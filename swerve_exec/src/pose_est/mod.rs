//! # Pose estimation module
//!
//! Fuses high-rate odometry integration with low-rate, delayed vision
//! corrections into one continuously-available pose estimate.
//!
//! Odometry batches advance the pose through the drivetrain's kinematic
//! model and append the resulting deltas to a bounded history. When a vision
//! measurement arrives its timestamp is looked up in that history, the pose
//! there is replaced by a variance-weighted blend of the odometry-only pose
//! and the vision pose, and every later odometry delta is replayed forward
//! from the corrected anchor. Measurements older than the retention horizon
//! are dropped, counted, and never treated as errors.
//!
//! All state is mutated from the main tick only. Vision measurements from
//! other execution contexts are funnelled through a bounded queue
//! (`VisionInput`) and drained inside `proc`.

// ---------------------------------------------------------------------------
// MODULES
// ---------------------------------------------------------------------------

mod params;

pub use params::PoseEstParams;

// ---------------------------------------------------------------------------
// IMPORTS
// ---------------------------------------------------------------------------

// External
use crossbeam::channel::{bounded, Receiver, Sender};
use log::{debug, warn};
use nalgebra::Vector2;
use serde::Serialize;
use std::collections::VecDeque;

// Internal
use crate::geom::{ChassisSpeeds, Pose2, Twist2};
use crate::kinematics::{KinematicsError, ModulePosition, SwerveKinematics};
use util::archive::Archiver;
use util::maths::ang_dist;
use util::module::State;
use util::session::Session;

// ---------------------------------------------------------------------------
// DATA STRUCTURES
// ---------------------------------------------------------------------------

/// One synchronised batch entry drained from the odometry sampler.
#[derive(Debug, Clone, PartialEq)]
pub struct OdometrySample {
    pub timestamp_s: f64,

    /// Cumulative drive distance and steer angle per module
    pub wheel_positions: Vec<ModulePosition>,

    /// Gyro yaw reading, if the gyro was sampled in this batch
    pub yaw_rad: Option<f64>,
}
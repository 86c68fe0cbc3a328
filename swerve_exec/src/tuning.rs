//! # Tunable gain store
//!
//! Process-wide store of named tunable values, so that controller gains can
//! be edited at runtime (from a telemetry client or a test) without
//! restarting. Consumers hold a `Tunable` handle and sample it once at the
//! top of their tick: a changed value takes effect from the next tick's
//! computation only, keeping one tick's gain set consistent throughout its
//! whole computation.

// ---------------------------------------------------------------------------
// IMPORTS
// ---------------------------------------------------------------------------

// External
use conquer_once::OnceCell;
use std::collections::HashMap;
use std::sync::Mutex;

// ---------------------------------------------------------------------------
// STATICS
// ---------------------------------------------------------------------------

static STORE: OnceCell<Mutex<HashMap<String, Entry>>> = OnceCell::uninit();

// ---------------------------------------------------------------------------
// DATA STRUCTURES
// ---------------------------------------------------------------------------

#[derive(Debug, Copy, Clone)]
struct Entry {
    value: f64,
    revision: u64,
}

/// A handle onto one named tunable value.
///
/// The handle remembers the revision it last observed, so `has_changed`
/// reports each store update exactly once per handle.
#[derive(Debug)]
pub struct Tunable {
    key: String,
    default: f64,
    last_revision: u64,
}

// ---------------------------------------------------------------------------
// IMPLEMENTATIONS
// ---------------------------------------------------------------------------

impl Tunable {
    /// Create a handle with the given key and default value.
    ///
    /// The default is returned by `get` until the key is first set.
    pub fn new(key: &str, default: f64) -> Self {
        Self {
            key: String::from(key),
            default,
            last_revision: 0,
        }
    }

    /// Get the current value of the tunable.
    pub fn get(&self) -> f64 {
        match lookup(&self.key) {
            Some(entry) => entry.value,
            None => self.default,
        }
    }

    /// True if the value has been set since this handle last checked.
    pub fn has_changed(&mut self) -> bool {
        match lookup(&self.key) {
            Some(entry) => {
                if entry.revision != self.last_revision {
                    self.last_revision = entry.revision;
                    true
                } else {
                    false
                }
            }
            None => false,
        }
    }
}

// ---------------------------------------------------------------------------
// PUBLIC FUNCTIONS
// ---------------------------------------------------------------------------

/// Set a tunable value, notifying all handles on the key.
pub fn set(key: &str, value: f64) {
    let mut store = store().lock().unwrap_or_else(|e| e.into_inner());

    let entry = store.entry(String::from(key)).or_insert(Entry {
        value,
        revision: 0,
    });
    entry.value = value;
    entry.revision += 1;
}

// ---------------------------------------------------------------------------
// PRIVATE FUNCTIONS
// ---------------------------------------------------------------------------

fn store() -> &'static Mutex<HashMap<String, Entry>> {
    STORE.get_or_init(|| Mutex::new(HashMap::new()))
}

fn lookup(key: &str) -> Option<Entry> {
    let store = store().lock().unwrap_or_else(|e| e.into_inner());
    store.get(key).copied()
}

// ---------------------------------------------------------------------------
// TESTS
// ---------------------------------------------------------------------------

#[cfg(test)]
mod test {
    use super::*;

    // The store is process-wide, each test uses its own keys

    #[test]
    fn test_default_until_set() {
        let gain = Tunable::new("test/default_until_set", 4.0);
        assert_eq!(gain.get(), 4.0);

        set("test/default_until_set", 8.0);
        assert_eq!(gain.get(), 8.0);
    }

    #[test]
    fn test_has_changed_reports_once() {
        let mut gain = Tunable::new("test/has_changed_once", 1.0);
        assert!(!gain.has_changed());

        set("test/has_changed_once", 2.0);
        assert!(gain.has_changed());
        assert!(!gain.has_changed());

        set("test/has_changed_once", 3.0);
        assert!(gain.has_changed());
    }

    #[test]
    fn test_independent_handles() {
        let mut a = Tunable::new("test/independent_handles", 0.0);
        let mut b = Tunable::new("test/independent_handles", 0.0);

        set("test/independent_handles", 5.0);
        assert!(a.has_changed());
        assert!(b.has_changed());
    }
}
//! Private-key operations shared by the key managers.
//!
//! Each manager obtains a private key PEM its own way and hands it here.

use tracing::debug;
use warden_crypto::ec::{EcPrivateKey, EcPublicKey};
use warden_crypto::ecies::{EcDecryptor, derive_shared_key};
use warden_crypto::rsa::RsaDecryptor;
use warden_crypto::{CryptoError, Encapsulator, aead, encapsulator_from_public_pem, kdf};
use warden_types::{EcCurve, KeyAlgorithm};
use zeroize::Zeroizing;

use crate::error::{Result, TrustError};
use crate::key::{KeyDetails, ProtectedKey};

fn protect(mut raw: Zeroizing<Vec<u8>>) -> ProtectedKey {
    ProtectedKey::new(std::mem::take(&mut *raw))
}

fn ec_private_key(private_pem: &str, curve: EcCurve) -> Result<EcPrivateKey> {
    let private = EcPrivateKey::from_pem(private_pem)?;
    if private.curve() != curve {
        return Err(CryptoError::CurveMismatch {
            expected: curve,
            actual: private.curve(),
        }
        .into());
    }
    Ok(private)
}

pub(crate) fn decrypt_with_pem(
    key: &KeyDetails,
    private_pem: &str,
    ciphertext: &[u8],
    ephemeral_public_key: Option<&[u8]>,
) -> Result<ProtectedKey> {
    match key.algorithm {
        KeyAlgorithm::Rsa2048 | KeyAlgorithm::Rsa4096 => {
            if ephemeral_public_key.is_some_and(|k| !k.is_empty()) {
                debug!(kid = %key.id, "ignoring ephemeral key for RSA unwrap");
            }
            let decryptor = RsaDecryptor::from_pem(private_pem)?;
            Ok(protect(decryptor.decrypt(ciphertext)?))
        }
        KeyAlgorithm::Ec(curve) => {
            let ephemeral = ephemeral_public_key
                .filter(|k| !k.is_empty())
                .ok_or(TrustError::MissingEphemeralKey)?;
            let ephemeral = EcPublicKey::from_ephemeral(ephemeral)?;
            let private = ec_private_key(private_pem, curve)?;
            let decryptor = EcDecryptor::new(private, &kdf::tdf_salt(), b"");
            Ok(protect(decryptor.decrypt(&ephemeral, ciphertext)?))
        }
    }
}

/// ECDH with the client's point, then HKDF-SHA256 under the NanoTDF salt to
/// an AES-256 key.
pub(crate) fn derive_with_pem(
    key: &KeyDetails,
    private_pem: &str,
    ephemeral_public_key: &[u8],
    curve: EcCurve,
) -> Result<ProtectedKey> {
    let Some(key_curve) = key.algorithm.curve() else {
        return Err(TrustError::UnsupportedAlgorithm(format!(
            "key {} is {}; key derivation needs an EC key",
            key.id, key.algorithm
        )));
    };
    if key_curve != curve {
        return Err(CryptoError::CurveMismatch {
            expected: key_curve,
            actual: curve,
        }
        .into());
    }

    let peer = EcPublicKey::from_ephemeral(ephemeral_public_key)?;
    let private = ec_private_key(private_pem, curve)?;
    let derived = derive_shared_key(&private, &peer, &kdf::nano_salt(), b"", aead::KEY_LEN)?;
    Ok(protect(derived))
}

/// Encapsulator for the client's ephemeral public key.
pub(crate) fn session_encapsulator(ephemeral_public_key_pem: &str) -> Result<Box<dyn Encapsulator>> {
    Ok(encapsulator_from_public_pem(
        ephemeral_public_key_pem,
        &kdf::nano_salt(),
        b"",
    )?)
}

/// Public key PEM for a private key PEM, checking it matches `algorithm`.
pub(crate) fn public_pem_for(algorithm: KeyAlgorithm, private_pem: &str) -> Result<String> {
    match algorithm {
        KeyAlgorithm::Rsa2048 | KeyAlgorithm::Rsa4096 => {
            let decryptor = RsaDecryptor::from_pem(private_pem)?;
            let expected = if algorithm == KeyAlgorithm::Rsa2048 { 2048 } else { 4096 };
            if decryptor.bits() != expected {
                return Err(TrustError::UnsupportedAlgorithm(format!(
                    "{algorithm} key has {} bits",
                    decryptor.bits()
                )));
            }
            Ok(decryptor.encryptor().public_key_pem()?)
        }
        KeyAlgorithm::Ec(curve) => Ok(ec_private_key(private_pem, curve)?.public_key().to_pem()?),
    }
}
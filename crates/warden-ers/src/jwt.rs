//! Claim extraction from bearer tokens.
//!
//! Tokens reaching the resolver were already authenticated upstream, so the
//! signature and time claims are not checked here.

use jsonwebtoken::{DecodingKey, Validation, decode, decode_header};
use serde_json::{Map, Value};

use crate::error::{ErsError, Result};

/// Claim naming the client the token was issued to.
pub const CLIENT_SELECTOR: &str = "azp";

/// Claim naming the user.
pub const USERNAME_SELECTOR: &str = "preferred_username";

/// Parses `jwt` and returns every claim in its payload.
pub fn parse_claims(jwt: &str) -> Result<Map<String, Value>> {
    let header = decode_header(jwt).map_err(|e| ErsError::InvalidJwt(e.to_string()))?;

    let mut validation = Validation::new(header.alg);
    validation.insecure_disable_signature_validation();
    validation.validate_exp = false;
    validation.validate_nbf = false;
    validation.validate_aud = false;
    validation.required_spec_claims.clear();

    let data = decode::<Map<String, Value>>(jwt, &DecodingKey::from_secret(&[]), &validation)
        .map_err(|e| ErsError::InvalidJwt(e.to_string()))?;
    Ok(data.claims)
}

/// Returns claim `selector` as a string.
pub fn string_claim<'a>(claims: &'a Map<String, Value>, selector: &str) -> Result<&'a str> {
    match claims.get(selector) {
        Some(Value::String(s)) => Ok(s),
        Some(_) => Err(ErsError::InvalidJwt(format!(
            "claim {selector} is not a string"
        ))),
        None => Err(ErsError::InvalidJwt(format!(
            "error extracting selector {selector} from jwt"
        ))),
    }
}
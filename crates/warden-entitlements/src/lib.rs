//! # warden-entitlements: Entitlement resolution
//!
//! Computes the attribute-value FQNs each entity holds, by evaluating the
//! subject mappings attached to the values in scope.
//!
//! ```text
//! scope FQNs ──► AttributeStore (paged, with subject mappings)
//!                      │
//! entities ──► EntitlementsInput { entity, attribute_mappings, idp }
//!                      │
//!                      ▼
//!              PolicyEngine::evaluate("opentdf/entitlements/attributes")
//!                      │
//!                      ▼
//!              { entity_id: [value_fqn, ...] } ──► EntityEntitlements
//! ```
//!
//! [`SubjectMappingEngine`] is the built-in engine; any other engine that
//! answers [`ENTITLEMENTS_PATH`] with the same result shape can replace it.

mod engine;
mod error;
pub mod flatten;
mod resolver;
mod store;
pub mod subject_mapping;
mod token;

pub use engine::{ENTITLEMENTS_PATH, EntitlementsInput, IdpCredentials, PolicyEngine};
pub use error::{EntitlementsError, Result};
pub use resolver::EntitlementsResolver;
pub use store::{
    AttributeStore, AttributeValuesPage, AttributeValuesRequest, DEFAULT_PAGE_SIZE,
    InMemoryAttributeStore, fetch_attribute_values,
};
pub use subject_mapping::SubjectMappingEngine;
pub use token::{ClientCredentialsTokenSource, StaticTokenSource, TokenSource};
____
Task goal
Restate verbatim the first line above and all lines after it through the line containing "the odometry-only pose"; omit the rest.

Exercise result
filename swerve_exec/src/pose_est/mod.rs
//! # Pose estimation module
//!
//! Fuses high-rate odometry integration with low-rate, delayed vision
//! corrections into one continuously-available pose estimate.
//!
//! Odometry batches advance the pose through the drivetrain's kinematic
//! model and append the resulting deltas to a bounded history. When a vision
//! measurement arrives its timestamp is looked up in that history, the pose
//! there is replaced by a variance-weighted blend of the odometry-only pose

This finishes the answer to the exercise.